THE DATA:
○ ○ ○ ○ ○
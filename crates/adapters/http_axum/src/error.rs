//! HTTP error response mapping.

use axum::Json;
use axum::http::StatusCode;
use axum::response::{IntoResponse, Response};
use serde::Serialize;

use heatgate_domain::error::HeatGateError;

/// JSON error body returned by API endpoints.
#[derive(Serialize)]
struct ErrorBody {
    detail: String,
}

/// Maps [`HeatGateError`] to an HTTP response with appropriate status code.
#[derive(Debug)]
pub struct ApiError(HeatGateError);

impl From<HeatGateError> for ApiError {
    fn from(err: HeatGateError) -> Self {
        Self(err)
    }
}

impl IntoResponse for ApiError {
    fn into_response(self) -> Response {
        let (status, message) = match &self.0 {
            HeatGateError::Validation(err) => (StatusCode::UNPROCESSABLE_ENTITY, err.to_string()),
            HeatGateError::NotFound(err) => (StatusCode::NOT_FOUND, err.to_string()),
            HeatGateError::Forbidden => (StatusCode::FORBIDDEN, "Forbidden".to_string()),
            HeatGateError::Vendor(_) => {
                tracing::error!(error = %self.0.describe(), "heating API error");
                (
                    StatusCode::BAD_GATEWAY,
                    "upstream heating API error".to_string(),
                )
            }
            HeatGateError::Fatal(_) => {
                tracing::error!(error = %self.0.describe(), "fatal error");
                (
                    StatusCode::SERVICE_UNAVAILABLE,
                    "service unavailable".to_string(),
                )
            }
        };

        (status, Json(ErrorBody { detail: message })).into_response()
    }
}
○ ○ ○ ○ ○
Retype, without changes, the lines from the line holding "use axum::Json;" to the end of the data, both ends included.

use axum::Json;
use axum::http::StatusCode;
use axum::response::{IntoResponse, Response};
use serde::Serialize;

use heatgate_domain::error::HeatGateError;

/// JSON error body returned by API endpoints.
#[derive(Serialize)]
struct ErrorBody {
    detail: String,
}

/// Maps [`HeatGateError`] to an HTTP response with appropriate status code.
#[derive(Debug)]
pub struct ApiError(HeatGateError);

impl From<HeatGateError> for ApiError {
    fn from(err: HeatGateError) -> Self {
        Self(err)
    }
}

impl IntoResponse for ApiError {
    fn into_response(self) -> Response {
        let (status, message) = match &self.0 {
            HeatGateError::Validation(err) => (StatusCode::UNPROCESSABLE_ENTITY, err.to_string()),
            HeatGateError::NotFound(err) => (StatusCode::NOT_FOUND, err.to_string()),
            HeatGateError::Forbidden => (StatusCode::FORBIDDEN, "Forbidden".to_string()),
            HeatGateError::Vendor(_) => {
                tracing::error!(error = %self.0.describe(), "heating API error");
                (
                    StatusCode::BAD_GATEWAY,
                    "upstream heating API error".to_string(),
                )
            }
            HeatGateError::Fatal(_) => {
                tracing::error!(error = %self.0.describe(), "fatal error");
                (
                    StatusCode::SERVICE_UNAVAILABLE,
                    "service unavailable".to_string(),
                )
            }
        };

        (status, Json(ErrorBody { detail: message })).into_response()
    }
}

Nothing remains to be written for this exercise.